Coley, Jonathan S., Dhruba Das, Gabby Gomez, Jericho R. McElroy, and Jessica L. Schachle-Gordon. Forthcoming. “How Educational Opportunity Structures Shape the Presence, Forms, and Outcomes of Campus Activism.” Sociological Focus. (external link)
How do characteristics of colleges and universities shape campus activism? In this review article, we provide an overview of the growing body of sociological research on educational opportunity structures at U.S. colleges and universities. Specifically, we synthesize research that discusses how various characteristics of U.S. colleges and universities—including their public or private status, their secular or religious identity, their wealth, their prestige, their residential character, their bureaucratic rules, and their administrators’ openness to campus activism—influence whether student activist groups emerge, adopt different forms, and achieve their goals. We conclude by discussing remaining gaps in our knowledge and highlighting several potential lines for future research.
Coley, Jonathan S., Gabby Gomez, AJ Kurtz, and Anna Baeth. Forthcoming. “Promoting Equality in College Sports: LGBTQ+-Inclusive Policies in NCAA Division I Athletic Departments.” Sexuality Research and Social Policy. (external link)
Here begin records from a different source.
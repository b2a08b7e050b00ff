use clap::Parser;
use std::net::SocketAddr;
use std::path::PathBuf;

#[derive(Parser, Debug, Clone)]
#[command(author, version, about, long_about = None)]
pub struct Args {
    /// Directory holding the persisted update records.
    #[arg(long, default_value = "artifacts")]
    pub storage: PathBuf,
    #[arg(long, default_value = "0.0.0.0:8090")]
    pub bind: SocketAddr,
    /// Root CA used to verify device and publisher client certificates.
    #[arg(long)]
    pub ca_cert: PathBuf,
    /// Server certificate presented to clients (PEM).
    #[arg(long)]
    pub tls_cert: PathBuf,
    /// Private key matching the server certificate (PEM).
    #[arg(long)]
    pub tls_key: PathBuf,
    #[arg(long, default_value = "info")]
    pub log_level: tracing_core::Level,
}
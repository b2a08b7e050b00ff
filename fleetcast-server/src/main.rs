use clap::Parser;
use tracing_subscriber::filter::Targets;
use tracing_subscriber::prelude::*;

use fleetcast_server::cli::Args;

fn configure_logging(args: &Args) {
    tracing_subscriber::registry()
        .with(tracing_subscriber::fmt::layer())
        .with(
            Targets::new()
                .with_target(env!("CARGO_PKG_NAME").replace('-', "_"), args.log_level)
                .with_target("fleetcast_common", args.log_level)
                .with_target("rustls", tracing_core::Level::INFO)
                .with_target("hyper", tracing_core::Level::INFO),
        )
        .init();
}

#[tokio::main]
async fn main() -> anyhow::Result<()> {
    let args = Args::parse();
    configure_logging(&args);
    fleetcast_server::main_impl(args).await
}
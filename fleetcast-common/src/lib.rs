//! # fleetcast common
//! This crate contains functionality that is shared between the publisher
//! tooling and the distribution server: the artifact binary format, the
//! crypto primitives it is built on, and the JSON wire types.

/// The update artifact binary format and its streaming digest.
pub mod artifact;
/// X.509 helpers for device certificates.
pub mod certs;
/// Signing, sealing, and key wrapping primitives.
pub mod crypto;
pub mod error;
/// Small filesystem helpers.
pub mod fsutil;
/// JSON data structures exchanged between publisher and server.
pub mod wire;

pub use error::Error;
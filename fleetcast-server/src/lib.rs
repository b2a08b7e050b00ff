//! # fleetcast server
//! Stores encrypted update artifacts and per-device wrapped keys, and serves
//! them to mutually-authenticated devices. The TLS accept loop hands each
//! request the verified peer identity; the registry decides what that
//! identity may see.

use std::sync::Arc;

use anyhow::{anyhow, Result};
use hyper::body::Incoming;
use hyper::Request;
use hyper_util::rt::TokioIo;
use tokio::net::{TcpListener, TcpStream};
use tokio_rustls::TlsAcceptor;
use tower::ServiceExt;
use tracing::{debug, info};

pub mod cli;
pub mod registry;
pub mod routes;
pub mod storage;
pub mod tls;

use crate::cli::Args;
use crate::registry::Registry;
use crate::routes::PeerIdentity;

pub async fn main_impl(args: Args) -> Result<()> {
    let registry = Arc::new(Registry::open(&args.storage)?);
    let app = routes::router(registry);

    let tls_config = tls::load_server_config(&args.tls_cert, &args.tls_key, &args.ca_cert)?;
    let acceptor = TlsAcceptor::from(tls_config);

    let listener = TcpListener::bind(args.bind).await?;
    info!("listening on {}", args.bind);
    loop {
        let (stream, addr) = listener.accept().await?;
        let acceptor = acceptor.clone();
        let app = app.clone();
        tokio::spawn(async move {
            if let Err(err) = serve_connection(stream, acceptor, app).await {
                debug!("connection from {addr} ended with error: {err:?}");
            }
        });
    }
}

async fn serve_connection(
    stream: TcpStream,
    acceptor: TlsAcceptor,
    app: axum::Router,
) -> Result<()> {
    let tls_stream = acceptor.accept(stream).await?;
    let identity = PeerIdentity(tls::peer_identity(tls_stream.get_ref().1));
    debug!("serving connection for identity {:?}", identity.0);

    let service = hyper::service::service_fn(move |mut request: Request<Incoming>| {
        request.extensions_mut().insert(identity.clone());
        app.clone().oneshot(request)
    });
    hyper::server::conn::http1::Builder::new()
        .serve_connection(TokioIo::new(tls_stream), service)
        .await
        .map_err(|err| anyhow!("failed to serve connection: {err}"))
}
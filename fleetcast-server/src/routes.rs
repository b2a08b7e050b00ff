//! HTTP surface of the distribution server.
//!
//! `prepareUpdate` and `uploadArtifact` are publisher-facing; the remaining
//! endpoints serve devices and require the verified client-certificate
//! identity the TLS accept loop injects as a request extension.

use std::sync::Arc;

use axum::body::Bytes;
use axum::extract::{Query, State};
use axum::http::StatusCode;
use axum::response::{IntoResponse, Response};
use axum::routing::{get, post};
use axum::{Extension, Json, Router};
use serde::Deserialize;
use tracing::{debug, warn};

use fleetcast_common::wire::PrepareUpdateRequest;

use crate::registry::{Registry, RegistryError};

/// The DNS SAN of the verified peer certificate, or `None` if the
/// certificate carried no usable identity.
#[derive(Clone, Debug)]
pub struct PeerIdentity(pub Option<String>);

#[derive(Debug, Deserialize)]
#[serde(rename_all = "camelCase")]
pub struct UpdateIdQuery {
    update_id: u32,
}

pub fn router(registry: Arc<Registry>) -> Router {
    Router::new()
        .route("/prepareUpdate", post(prepare_update))
        .route("/uploadArtifact", post(upload_artifact))
        .route("/whatsNew", get(whats_new))
        .route("/getDecryptionKey", get(get_decryption_key))
        .route("/getUpdate", get(get_update))
        .with_state(registry)
}

async fn prepare_update(State(registry): State<Arc<Registry>>, body: Bytes) -> Response {
    let request: PrepareUpdateRequest = match serde_json::from_slice(&body) {
        Ok(request) => request,
        Err(err) => {
            debug!("rejecting malformed prepareUpdate body: {err}");
            return StatusCode::BAD_REQUEST.into_response();
        }
    };
    match registry.prepare(&request.keys, request.available).await {
        Ok(id) => (StatusCode::OK, id.to_string()).into_response(),
        Err(err) => error_response(err),
    }
}

async fn upload_artifact(
    State(registry): State<Arc<Registry>>,
    Query(query): Query<UpdateIdQuery>,
    body: Bytes,
) -> Response {
    match registry.upload(query.update_id, &body).await {
        Ok(()) => StatusCode::NO_CONTENT.into_response(),
        Err(err) => error_response(err),
    }
}

async fn whats_new(
    State(registry): State<Arc<Registry>>,
    Extension(identity): Extension<PeerIdentity>,
) -> Response {
    let device = match require_identity(&identity) {
        Ok(device) => device,
        Err(err) => return error_response(err),
    };
    let updates = registry.whats_new(device).await;
    if updates.is_empty() {
        StatusCode::NO_CONTENT.into_response()
    } else {
        Json(updates).into_response()
    }
}

async fn get_decryption_key(
    State(registry): State<Arc<Registry>>,
    Extension(identity): Extension<PeerIdentity>,
    Query(query): Query<UpdateIdQuery>,
) -> Response {
    let device = match require_identity(&identity) {
        Ok(device) => device,
        Err(err) => return error_response(err),
    };
    match registry.decryption_key(query.update_id, device) {
        Ok(pair) => Json(pair).into_response(),
        Err(err) => error_response(err),
    }
}

async fn get_update(
    State(registry): State<Arc<Registry>>,
    Extension(identity): Extension<PeerIdentity>,
    Query(query): Query<UpdateIdQuery>,
) -> Response {
    let device = match require_identity(&identity) {
        Ok(device) => device,
        Err(err) => return error_response(err),
    };
    match registry.artifact(query.update_id, device).await {
        Ok(bytes) => bytes.into_response(),
        Err(err) => error_response(err),
    }
}

fn require_identity(identity: &PeerIdentity) -> Result<&str, RegistryError> {
    identity.0.as_deref().ok_or(RegistryError::MissingIdentity)
}

fn error_response(err: RegistryError) -> Response {
    let status = match err {
        RegistryError::UnknownId(_) | RegistryError::Conflict(_) => StatusCode::BAD_REQUEST,
        RegistryError::NotFound => StatusCode::NOT_FOUND,
        RegistryError::NotAuthorized(_) => StatusCode::UNAUTHORIZED,
        RegistryError::MissingIdentity => StatusCode::FORBIDDEN,
        RegistryError::Storage(_) => StatusCode::SERVICE_UNAVAILABLE,
    };
    if status == StatusCode::SERVICE_UNAVAILABLE {
        warn!("request failed: {err}");
    } else {
        debug!("request rejected with {status}: {err}");
    }
    status.into_response()
}
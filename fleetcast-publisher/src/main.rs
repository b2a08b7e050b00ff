use std::fs;

use anyhow::Context;
use clap::Parser;
use tracing::info;
use tracing_subscriber::filter::Targets;
use tracing_subscriber::prelude::*;

mod builder;
mod cli;
mod distribute;
mod encryptor;
#[cfg(test)]
mod testutil;

use cli::{Args, Command};

fn configure_logging(args: &Args) {
    tracing_subscriber::registry()
        .with(tracing_subscriber::fmt::layer())
        .with(
            Targets::new()
                .with_target(env!("CARGO_PKG_NAME").replace('-', "_"), args.log_level)
                .with_target("fleetcast_common", args.log_level)
                .with_target("reqwest", tracing_core::Level::INFO),
        )
        .init();
}

#[tokio::main]
async fn main() -> anyhow::Result<()> {
    let args = Args::parse();
    configure_logging(&args);

    match args.command {
        Command::Create {
            seq,
            uuid,
            image,
            uri,
            sign_key,
            out,
        } => {
            let artifact = builder::create_artifact(seq, *uuid.as_bytes(), &image, &uri, &sign_key)
                .context("failed to build the artifact")?;
            encryptor::encrypt_and_serialize(&artifact, &out)
                .context("failed to encrypt the artifact")?;
            info!("artifact for sequence number {seq} written to {}", out.display());
        }
        Command::Publish {
            certs,
            key,
            iv,
            artifact,
            available,
            server,
            ca_cert,
            client_cert,
            client_key,
            save_keys,
        } => {
            let keys = distribute::wrap_for_directory(&certs, &key, &iv)
                .context("failed to wrap the decryption key")?;
            anyhow::ensure!(!keys.is_empty(), "no device certificates found in {certs:?}");
            info!("wrapped the decryption key for {} devices", keys.len());

            if let Some(dir) = &save_keys {
                distribute::save_ciphertexts(dir, &keys)
                    .context("failed to save the wrapped keys")?;
            }

            let ciphertext = fs::read(&artifact)
                .with_context(|| format!("failed to read the artifact at {artifact:?}"))?;
            let client =
                distribute::PublisherClient::new(server, &ca_cert, &client_cert, &client_key)?;
            let update_id = client.prepare_update(keys, available).await?;
            client.upload_artifact(update_id, ciphertext).await?;
            info!("update {update_id} published, available from epoch second {available}");
        }
    }
    Ok(())
}
use thiserror::Error;

/// Errors produced while building, encrypting, or parsing update artifacts.
///
/// Crypto variants are deliberately free of key material and plaintext so
/// they can be logged as-is.
#[derive(Error, Debug)]
pub enum Error {
    #[error("missing required input: {0}")]
    MissingInput(&'static str),
    #[error("error during I/O {0:?}")]
    Io(#[from] std::io::Error),
    #[error("failed to decode PEM key material")]
    PemKeyDecoding,
    #[error("key size mismatch, expected {expected} bytes but got {actual}")]
    KeySize { expected: usize, actual: usize },
    #[error("URI of {0} bytes does not fit the 16-bit length field")]
    UriTooLong(usize),
    #[error("signing the artifact digest failed")]
    SigningFailed,
    #[error("signature verification failed")]
    InvalidSignature,
    #[error("sealing the artifact failed")]
    SealingFailed,
    #[error("authenticated decryption failed")]
    AuthenticationFailed,
    #[error("wrapping the symmetric key failed")]
    KeyWrapFailed,
    #[error("unwrapping the symmetric key failed")]
    KeyUnwrapFailed,
    #[error("artifact plaintext is truncated")]
    TruncatedArtifact,
    #[error("failed to parse certificate")]
    CertificateParse,
    #[error("certificate does not carry a DNS subject alternative name")]
    MissingSan,
}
Because LGBTQ+ student athletes continue to face significant challenges in college sports, some U.S. college and university athletic departments are implementing policies that protect LGBTQ+ students from discrimination and promote LGBTQ+ inclusion. However, we know relatively little about the characteristics of schools that maintain these policies. To address this gap, the authors analyze a comprehensive dataset on LGBTQ+-inclusive athletic department policies at 353 U.S. colleges and universities with NCAA Division I programs as of the 2022-2023 school year. The authors estimate results from an OLS regression of an overall scale of LGBTQ+-inclusive athletic department policies, as well as ordinal and binary logistic regressions of eight separate athletic department policies. The authors find that larger student body sizes, larger endowments per-student, and the presence of LGBTQ+ student groups are associated with higher scores on an overall scale of LGBTQ+-inclusive athletic department policies. Additionally, affiliation with a religious denomination is associated with a lack of certain types of policy. The findings underscore the remaining barriers to the full inclusion of LGBTQ+ student athletes in college sports and provide mixed support for social movement theories of LGBTQ+-inclusive policy change. Most U.S. colleges and universities have more work to do to implement LGBTQ+-inclusive athletic department policies, but state and federal laws could potentially induce more schools to implement LGBTQ+-inclusive athletic department policies.
Coley, Jonathan S., Jericho R. McElroy, and Jessica L. Schachle. 2023. “Red Schools, Blue Schools? Republican and Democratic Student Groups at U.S. Colleges and Universities.” Sociological Forum 38(1): 4-26. (external link)
How prevalent are Republican and Democratic student groups, and why are some schools home to Republican and Democratic student groups while other schools are not? Some commentators and scholars suggest that Republican student groups may be less prevalent than Democratic student groups and, when present, will likely be found at “red schools” in Republican-leaning areas of the country. However, other scholars argue that both Republican and Democratic student groups should be similar in their overall prevalence and will most typically be located at a similar set of “engaged schools.” Analyzing our original database of Republican and Democratic student organizations across 1,953 four-year, not-for-profit U.S. colleges and universities, we first show that Republican student groups are nearly as common as Democratic student groups: Republican student groups can be found at 39% of campuses, while Democratic student groups are present on 40% of campuses. Employing binary and multinomial logistic regression analyses, we then show that Republican and Democratic student groups tend to be located at the same types of schools, i.e., larger, wealthier, public schools that offer political science majors. Our article represents the most comprehensive study to date of Republican and Democratic student organizations and advances theorizing on student organization presence more generally.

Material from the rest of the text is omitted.